* [Problem to solve]: For each line below that holds the word "ConfigError", make a copy.

Records from a dataset

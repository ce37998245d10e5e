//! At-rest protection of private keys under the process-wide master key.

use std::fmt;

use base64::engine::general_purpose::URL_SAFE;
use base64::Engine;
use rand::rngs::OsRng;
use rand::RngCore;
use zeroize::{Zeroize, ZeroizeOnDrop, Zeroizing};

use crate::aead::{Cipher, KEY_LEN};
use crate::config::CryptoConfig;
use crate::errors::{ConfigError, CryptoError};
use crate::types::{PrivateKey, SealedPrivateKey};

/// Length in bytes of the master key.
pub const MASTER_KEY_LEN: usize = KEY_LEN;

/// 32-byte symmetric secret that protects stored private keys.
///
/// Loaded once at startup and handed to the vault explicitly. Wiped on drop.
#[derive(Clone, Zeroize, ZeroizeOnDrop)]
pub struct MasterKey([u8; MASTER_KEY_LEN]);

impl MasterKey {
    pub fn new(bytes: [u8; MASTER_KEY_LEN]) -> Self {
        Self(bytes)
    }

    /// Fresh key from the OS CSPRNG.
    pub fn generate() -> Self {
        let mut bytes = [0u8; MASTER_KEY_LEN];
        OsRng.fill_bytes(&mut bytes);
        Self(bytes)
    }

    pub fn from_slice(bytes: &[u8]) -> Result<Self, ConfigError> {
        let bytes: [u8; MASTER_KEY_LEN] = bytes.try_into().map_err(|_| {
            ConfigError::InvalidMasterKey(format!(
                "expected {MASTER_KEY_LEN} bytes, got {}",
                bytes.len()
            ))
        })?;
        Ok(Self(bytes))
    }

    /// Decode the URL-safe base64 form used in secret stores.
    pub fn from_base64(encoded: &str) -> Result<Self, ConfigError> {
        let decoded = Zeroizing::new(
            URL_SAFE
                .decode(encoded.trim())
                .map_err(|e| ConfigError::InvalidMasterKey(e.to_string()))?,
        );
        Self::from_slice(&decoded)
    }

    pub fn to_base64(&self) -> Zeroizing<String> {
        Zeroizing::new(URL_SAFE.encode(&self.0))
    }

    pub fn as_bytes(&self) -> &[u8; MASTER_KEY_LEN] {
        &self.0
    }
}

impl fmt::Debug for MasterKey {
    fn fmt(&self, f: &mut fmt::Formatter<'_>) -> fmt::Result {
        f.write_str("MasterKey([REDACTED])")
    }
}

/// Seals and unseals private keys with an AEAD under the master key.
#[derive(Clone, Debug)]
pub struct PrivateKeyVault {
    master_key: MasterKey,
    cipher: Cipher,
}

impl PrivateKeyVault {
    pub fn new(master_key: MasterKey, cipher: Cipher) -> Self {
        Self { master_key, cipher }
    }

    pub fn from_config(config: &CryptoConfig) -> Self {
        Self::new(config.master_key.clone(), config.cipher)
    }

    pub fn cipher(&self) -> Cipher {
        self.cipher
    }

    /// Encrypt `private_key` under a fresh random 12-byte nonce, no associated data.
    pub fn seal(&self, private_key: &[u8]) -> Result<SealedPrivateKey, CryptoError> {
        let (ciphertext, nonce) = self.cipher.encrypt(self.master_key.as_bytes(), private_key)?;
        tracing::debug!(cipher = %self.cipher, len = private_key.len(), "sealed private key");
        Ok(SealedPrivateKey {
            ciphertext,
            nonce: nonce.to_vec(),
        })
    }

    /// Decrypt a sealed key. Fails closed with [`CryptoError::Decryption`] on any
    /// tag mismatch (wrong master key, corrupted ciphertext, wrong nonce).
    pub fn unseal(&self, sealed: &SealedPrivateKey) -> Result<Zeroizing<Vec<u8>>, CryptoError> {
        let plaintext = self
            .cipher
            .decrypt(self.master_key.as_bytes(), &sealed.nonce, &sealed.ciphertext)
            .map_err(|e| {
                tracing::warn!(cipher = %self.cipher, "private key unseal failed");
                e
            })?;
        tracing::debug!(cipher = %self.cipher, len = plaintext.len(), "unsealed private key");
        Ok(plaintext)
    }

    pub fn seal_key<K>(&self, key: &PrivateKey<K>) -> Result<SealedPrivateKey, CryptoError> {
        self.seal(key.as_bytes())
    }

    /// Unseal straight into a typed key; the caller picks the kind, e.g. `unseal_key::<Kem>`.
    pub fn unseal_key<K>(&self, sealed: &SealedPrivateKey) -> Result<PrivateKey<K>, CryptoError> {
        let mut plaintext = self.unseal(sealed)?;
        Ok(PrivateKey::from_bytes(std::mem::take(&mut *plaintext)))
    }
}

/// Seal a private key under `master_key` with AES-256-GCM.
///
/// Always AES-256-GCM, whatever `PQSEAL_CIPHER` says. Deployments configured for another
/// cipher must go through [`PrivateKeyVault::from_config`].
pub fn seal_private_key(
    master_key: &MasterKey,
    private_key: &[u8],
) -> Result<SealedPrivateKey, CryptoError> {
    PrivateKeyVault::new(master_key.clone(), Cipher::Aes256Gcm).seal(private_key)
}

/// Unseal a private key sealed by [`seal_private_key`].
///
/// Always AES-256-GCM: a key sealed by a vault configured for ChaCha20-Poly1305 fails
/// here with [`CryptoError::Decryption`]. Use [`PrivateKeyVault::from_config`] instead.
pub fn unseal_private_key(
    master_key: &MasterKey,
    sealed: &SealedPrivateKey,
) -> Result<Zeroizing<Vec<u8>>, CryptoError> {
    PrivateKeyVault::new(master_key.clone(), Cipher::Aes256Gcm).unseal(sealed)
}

--

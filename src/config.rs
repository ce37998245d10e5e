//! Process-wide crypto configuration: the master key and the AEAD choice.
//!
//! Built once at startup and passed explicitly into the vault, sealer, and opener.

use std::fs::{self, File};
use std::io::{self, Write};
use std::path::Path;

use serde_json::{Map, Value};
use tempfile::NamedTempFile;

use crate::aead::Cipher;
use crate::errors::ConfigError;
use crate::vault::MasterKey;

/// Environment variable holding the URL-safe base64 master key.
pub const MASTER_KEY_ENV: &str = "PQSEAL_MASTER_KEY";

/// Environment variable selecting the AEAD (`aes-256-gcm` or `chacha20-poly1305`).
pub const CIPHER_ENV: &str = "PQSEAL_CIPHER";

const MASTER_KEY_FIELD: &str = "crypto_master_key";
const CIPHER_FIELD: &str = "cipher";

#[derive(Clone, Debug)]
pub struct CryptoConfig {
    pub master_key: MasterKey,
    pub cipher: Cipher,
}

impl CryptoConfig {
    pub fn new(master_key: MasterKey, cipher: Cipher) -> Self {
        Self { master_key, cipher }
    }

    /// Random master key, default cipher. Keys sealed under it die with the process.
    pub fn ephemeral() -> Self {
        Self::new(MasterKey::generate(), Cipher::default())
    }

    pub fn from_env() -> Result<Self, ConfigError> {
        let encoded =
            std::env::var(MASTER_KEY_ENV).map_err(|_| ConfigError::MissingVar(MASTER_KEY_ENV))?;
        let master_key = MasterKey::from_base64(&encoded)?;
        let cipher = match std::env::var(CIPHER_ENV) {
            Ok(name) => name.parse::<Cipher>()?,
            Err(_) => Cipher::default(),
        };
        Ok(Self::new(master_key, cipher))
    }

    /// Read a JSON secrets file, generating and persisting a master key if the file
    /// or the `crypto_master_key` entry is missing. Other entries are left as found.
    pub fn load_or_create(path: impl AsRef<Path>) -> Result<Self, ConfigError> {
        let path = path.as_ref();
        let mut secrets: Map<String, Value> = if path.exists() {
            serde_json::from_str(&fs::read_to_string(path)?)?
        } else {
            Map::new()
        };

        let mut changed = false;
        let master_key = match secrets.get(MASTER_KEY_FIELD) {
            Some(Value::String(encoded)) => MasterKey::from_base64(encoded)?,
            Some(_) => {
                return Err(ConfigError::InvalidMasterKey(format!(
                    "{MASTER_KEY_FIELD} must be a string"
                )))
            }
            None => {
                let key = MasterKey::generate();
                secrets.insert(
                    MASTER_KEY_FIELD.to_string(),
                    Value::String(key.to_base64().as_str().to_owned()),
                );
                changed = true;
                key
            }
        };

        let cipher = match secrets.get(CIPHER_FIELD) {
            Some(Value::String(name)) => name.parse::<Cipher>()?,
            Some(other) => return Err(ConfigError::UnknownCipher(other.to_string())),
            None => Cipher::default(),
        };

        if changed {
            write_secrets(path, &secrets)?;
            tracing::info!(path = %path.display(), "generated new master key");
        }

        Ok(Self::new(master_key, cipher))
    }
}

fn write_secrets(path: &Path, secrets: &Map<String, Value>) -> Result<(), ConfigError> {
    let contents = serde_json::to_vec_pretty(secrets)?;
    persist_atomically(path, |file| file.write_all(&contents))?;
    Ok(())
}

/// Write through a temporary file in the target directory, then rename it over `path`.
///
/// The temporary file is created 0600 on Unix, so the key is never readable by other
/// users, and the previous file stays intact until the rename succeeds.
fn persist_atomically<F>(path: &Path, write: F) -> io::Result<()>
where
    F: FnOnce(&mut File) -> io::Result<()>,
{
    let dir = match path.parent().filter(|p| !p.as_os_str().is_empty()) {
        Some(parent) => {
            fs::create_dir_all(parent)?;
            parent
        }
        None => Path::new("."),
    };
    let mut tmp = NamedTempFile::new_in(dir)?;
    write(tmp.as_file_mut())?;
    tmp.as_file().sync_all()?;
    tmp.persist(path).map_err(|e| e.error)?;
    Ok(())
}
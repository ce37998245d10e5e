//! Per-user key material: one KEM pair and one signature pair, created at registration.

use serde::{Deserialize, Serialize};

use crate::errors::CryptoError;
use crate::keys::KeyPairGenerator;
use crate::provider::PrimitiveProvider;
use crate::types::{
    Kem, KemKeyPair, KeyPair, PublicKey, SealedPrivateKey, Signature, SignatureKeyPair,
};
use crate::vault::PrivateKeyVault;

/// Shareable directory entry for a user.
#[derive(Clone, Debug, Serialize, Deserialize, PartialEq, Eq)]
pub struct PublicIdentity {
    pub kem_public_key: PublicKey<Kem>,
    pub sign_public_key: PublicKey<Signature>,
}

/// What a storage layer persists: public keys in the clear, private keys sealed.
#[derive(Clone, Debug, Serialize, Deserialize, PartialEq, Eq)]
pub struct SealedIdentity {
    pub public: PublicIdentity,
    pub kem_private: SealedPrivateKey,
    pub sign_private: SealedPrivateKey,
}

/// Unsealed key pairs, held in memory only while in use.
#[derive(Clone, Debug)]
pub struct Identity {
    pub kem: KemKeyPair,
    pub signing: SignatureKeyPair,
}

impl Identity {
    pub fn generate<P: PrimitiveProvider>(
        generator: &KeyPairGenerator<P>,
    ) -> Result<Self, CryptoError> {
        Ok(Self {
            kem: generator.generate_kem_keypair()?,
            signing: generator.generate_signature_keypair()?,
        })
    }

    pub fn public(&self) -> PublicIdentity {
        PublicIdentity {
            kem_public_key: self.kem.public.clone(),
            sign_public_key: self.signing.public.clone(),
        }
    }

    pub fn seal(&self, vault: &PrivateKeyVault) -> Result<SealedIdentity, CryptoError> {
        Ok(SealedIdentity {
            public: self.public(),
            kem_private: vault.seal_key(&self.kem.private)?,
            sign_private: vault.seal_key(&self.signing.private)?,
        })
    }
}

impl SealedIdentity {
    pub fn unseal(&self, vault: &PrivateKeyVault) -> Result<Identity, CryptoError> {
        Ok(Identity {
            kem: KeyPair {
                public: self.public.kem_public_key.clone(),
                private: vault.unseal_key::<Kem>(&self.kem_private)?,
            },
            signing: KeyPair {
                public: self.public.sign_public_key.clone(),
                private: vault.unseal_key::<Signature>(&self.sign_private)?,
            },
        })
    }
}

---

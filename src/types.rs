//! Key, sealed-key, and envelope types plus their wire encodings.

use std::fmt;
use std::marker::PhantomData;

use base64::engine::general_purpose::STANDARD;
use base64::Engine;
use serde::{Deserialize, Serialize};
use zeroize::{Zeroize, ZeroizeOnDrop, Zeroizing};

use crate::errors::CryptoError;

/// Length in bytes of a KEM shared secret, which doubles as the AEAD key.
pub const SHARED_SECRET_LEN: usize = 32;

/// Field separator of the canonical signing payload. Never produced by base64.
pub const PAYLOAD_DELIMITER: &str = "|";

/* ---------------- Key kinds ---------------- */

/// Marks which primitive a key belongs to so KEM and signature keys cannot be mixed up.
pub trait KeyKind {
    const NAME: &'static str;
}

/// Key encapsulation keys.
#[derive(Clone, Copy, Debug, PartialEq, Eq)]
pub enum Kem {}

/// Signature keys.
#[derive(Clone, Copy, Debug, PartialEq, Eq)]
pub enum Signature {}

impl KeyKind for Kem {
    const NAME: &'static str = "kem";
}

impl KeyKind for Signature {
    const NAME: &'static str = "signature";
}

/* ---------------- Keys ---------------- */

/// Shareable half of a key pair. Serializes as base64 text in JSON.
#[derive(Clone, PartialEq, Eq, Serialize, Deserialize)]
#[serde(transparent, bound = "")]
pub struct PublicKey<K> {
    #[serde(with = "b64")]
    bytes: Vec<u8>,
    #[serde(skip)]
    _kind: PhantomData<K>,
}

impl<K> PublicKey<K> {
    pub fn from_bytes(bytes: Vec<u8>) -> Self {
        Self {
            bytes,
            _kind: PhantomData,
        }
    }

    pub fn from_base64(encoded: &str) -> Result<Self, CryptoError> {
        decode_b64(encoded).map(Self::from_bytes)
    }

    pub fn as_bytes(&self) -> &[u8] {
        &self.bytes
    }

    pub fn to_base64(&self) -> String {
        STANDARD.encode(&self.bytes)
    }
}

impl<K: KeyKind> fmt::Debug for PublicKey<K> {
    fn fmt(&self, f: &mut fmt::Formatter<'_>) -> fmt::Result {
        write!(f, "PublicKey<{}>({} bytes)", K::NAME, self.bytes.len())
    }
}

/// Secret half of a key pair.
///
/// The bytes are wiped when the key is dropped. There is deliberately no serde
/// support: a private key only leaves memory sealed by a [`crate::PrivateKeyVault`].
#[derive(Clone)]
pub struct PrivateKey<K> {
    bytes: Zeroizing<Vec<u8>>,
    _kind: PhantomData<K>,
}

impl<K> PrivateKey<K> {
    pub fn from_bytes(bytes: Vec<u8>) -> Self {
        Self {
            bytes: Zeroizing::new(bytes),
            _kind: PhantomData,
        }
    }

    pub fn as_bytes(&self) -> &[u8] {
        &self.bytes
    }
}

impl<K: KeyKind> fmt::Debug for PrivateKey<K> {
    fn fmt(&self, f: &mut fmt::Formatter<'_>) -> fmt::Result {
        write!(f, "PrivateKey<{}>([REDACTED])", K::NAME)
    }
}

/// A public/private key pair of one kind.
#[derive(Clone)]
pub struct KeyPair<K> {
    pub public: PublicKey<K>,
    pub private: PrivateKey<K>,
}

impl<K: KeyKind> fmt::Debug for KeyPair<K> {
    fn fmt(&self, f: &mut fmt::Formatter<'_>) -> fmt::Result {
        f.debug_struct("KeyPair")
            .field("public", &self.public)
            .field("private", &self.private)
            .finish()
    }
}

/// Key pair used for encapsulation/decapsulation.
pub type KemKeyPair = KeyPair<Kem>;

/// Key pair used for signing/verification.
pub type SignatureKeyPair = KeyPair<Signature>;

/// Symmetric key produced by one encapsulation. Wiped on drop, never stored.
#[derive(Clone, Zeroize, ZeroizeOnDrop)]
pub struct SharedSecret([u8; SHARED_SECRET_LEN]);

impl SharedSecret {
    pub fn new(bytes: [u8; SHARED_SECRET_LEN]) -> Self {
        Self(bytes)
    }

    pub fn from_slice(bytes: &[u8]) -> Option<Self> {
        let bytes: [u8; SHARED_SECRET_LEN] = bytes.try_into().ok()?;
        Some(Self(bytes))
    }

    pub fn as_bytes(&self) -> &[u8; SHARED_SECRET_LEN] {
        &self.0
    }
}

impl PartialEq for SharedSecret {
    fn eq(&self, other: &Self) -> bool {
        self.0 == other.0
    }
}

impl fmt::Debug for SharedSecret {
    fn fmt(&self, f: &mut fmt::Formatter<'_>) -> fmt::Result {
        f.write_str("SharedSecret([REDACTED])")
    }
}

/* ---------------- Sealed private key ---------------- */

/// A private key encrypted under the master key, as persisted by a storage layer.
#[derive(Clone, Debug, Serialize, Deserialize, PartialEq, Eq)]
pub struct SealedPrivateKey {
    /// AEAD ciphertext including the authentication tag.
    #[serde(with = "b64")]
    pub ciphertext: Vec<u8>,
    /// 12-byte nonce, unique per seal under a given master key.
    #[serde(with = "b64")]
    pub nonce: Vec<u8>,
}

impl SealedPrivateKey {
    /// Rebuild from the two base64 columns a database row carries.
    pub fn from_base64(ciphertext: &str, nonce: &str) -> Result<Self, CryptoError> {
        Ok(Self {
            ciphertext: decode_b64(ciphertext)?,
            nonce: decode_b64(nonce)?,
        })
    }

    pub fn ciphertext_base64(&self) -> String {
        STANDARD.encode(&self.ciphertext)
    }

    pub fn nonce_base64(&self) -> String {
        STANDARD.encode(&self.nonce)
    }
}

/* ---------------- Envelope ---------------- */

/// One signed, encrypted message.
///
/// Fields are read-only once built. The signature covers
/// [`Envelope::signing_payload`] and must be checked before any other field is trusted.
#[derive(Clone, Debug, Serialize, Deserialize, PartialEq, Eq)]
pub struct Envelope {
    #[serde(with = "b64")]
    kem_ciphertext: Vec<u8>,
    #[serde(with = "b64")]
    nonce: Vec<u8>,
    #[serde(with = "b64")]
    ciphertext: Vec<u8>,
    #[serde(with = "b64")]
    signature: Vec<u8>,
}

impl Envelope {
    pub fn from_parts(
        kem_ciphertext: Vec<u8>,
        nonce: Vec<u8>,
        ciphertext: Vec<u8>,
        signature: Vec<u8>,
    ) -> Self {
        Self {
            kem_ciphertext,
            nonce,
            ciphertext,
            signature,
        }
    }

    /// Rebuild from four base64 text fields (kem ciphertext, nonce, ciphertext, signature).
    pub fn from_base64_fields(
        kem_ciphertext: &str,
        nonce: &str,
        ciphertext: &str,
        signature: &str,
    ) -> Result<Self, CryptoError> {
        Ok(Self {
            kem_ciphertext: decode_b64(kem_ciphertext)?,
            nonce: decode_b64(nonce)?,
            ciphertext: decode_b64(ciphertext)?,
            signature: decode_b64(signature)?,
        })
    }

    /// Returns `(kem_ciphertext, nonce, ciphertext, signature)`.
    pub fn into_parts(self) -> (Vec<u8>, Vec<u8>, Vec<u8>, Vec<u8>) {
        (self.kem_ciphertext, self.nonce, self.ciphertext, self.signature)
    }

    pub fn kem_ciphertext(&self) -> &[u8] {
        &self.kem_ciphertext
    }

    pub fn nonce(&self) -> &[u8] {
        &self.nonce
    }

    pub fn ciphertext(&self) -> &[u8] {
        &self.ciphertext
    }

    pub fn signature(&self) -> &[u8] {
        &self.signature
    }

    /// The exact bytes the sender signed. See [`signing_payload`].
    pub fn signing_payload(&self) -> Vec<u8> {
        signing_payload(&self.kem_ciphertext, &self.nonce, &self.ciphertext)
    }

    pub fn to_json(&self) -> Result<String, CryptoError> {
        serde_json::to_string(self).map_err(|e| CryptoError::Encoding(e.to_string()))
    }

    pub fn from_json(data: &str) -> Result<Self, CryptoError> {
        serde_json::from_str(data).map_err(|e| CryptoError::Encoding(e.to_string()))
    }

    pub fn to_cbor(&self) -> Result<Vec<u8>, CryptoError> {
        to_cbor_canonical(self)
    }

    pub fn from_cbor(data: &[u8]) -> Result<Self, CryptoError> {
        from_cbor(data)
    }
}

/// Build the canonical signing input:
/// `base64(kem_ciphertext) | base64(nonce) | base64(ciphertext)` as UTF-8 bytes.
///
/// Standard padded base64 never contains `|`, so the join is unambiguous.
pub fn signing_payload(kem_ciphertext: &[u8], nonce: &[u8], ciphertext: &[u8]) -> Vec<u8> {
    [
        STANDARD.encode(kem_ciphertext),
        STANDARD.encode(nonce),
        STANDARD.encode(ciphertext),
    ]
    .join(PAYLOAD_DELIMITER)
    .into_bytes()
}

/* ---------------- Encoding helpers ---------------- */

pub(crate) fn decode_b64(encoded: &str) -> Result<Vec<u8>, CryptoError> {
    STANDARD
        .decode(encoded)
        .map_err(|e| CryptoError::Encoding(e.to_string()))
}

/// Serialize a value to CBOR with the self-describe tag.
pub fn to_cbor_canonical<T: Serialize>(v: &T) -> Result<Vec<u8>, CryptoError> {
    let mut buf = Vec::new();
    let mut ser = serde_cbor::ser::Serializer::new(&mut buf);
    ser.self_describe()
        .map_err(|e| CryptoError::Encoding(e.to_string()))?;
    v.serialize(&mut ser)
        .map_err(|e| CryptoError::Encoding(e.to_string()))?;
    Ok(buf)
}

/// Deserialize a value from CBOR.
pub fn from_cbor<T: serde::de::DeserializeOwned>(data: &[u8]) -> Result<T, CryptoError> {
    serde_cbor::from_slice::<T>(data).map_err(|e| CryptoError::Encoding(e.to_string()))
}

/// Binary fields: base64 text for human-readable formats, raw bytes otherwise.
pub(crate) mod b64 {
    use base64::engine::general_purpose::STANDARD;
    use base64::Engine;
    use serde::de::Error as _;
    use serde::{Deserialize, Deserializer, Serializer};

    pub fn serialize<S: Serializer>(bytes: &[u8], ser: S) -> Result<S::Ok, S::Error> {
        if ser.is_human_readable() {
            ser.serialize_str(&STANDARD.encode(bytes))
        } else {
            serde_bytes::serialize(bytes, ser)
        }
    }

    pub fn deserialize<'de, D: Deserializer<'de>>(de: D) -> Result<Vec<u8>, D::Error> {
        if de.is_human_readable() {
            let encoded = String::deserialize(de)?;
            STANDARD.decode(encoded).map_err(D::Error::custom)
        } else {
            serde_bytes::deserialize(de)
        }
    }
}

* [Answer for the task]:
use crate::errors::{ConfigError, CryptoError};
    pub fn from_slice(bytes: &[u8]) -> Result<Self, ConfigError> {
            ConfigError::InvalidMasterKey(format!(
    pub fn from_base64(encoded: &str) -> Result<Self, ConfigError> {
                .map_err(|e| ConfigError::InvalidMasterKey(e.to_string()))?,
use crate::errors::ConfigError;
    pub fn from_env() -> Result<Self, ConfigError> {
            std::env::var(MASTER_KEY_ENV).map_err(|_| ConfigError::MissingVar(MASTER_KEY_ENV))?;
    pub fn load_or_create(path: impl AsRef<Path>) -> Result<Self, ConfigError> {
                return Err(ConfigError::InvalidMasterKey(format!(
            Some(other) => return Err(ConfigError::UnknownCipher(other.to_string())),
fn write_secrets(path: &Path, secrets: &Map<String, Value>) -> Result<(), ConfigError> {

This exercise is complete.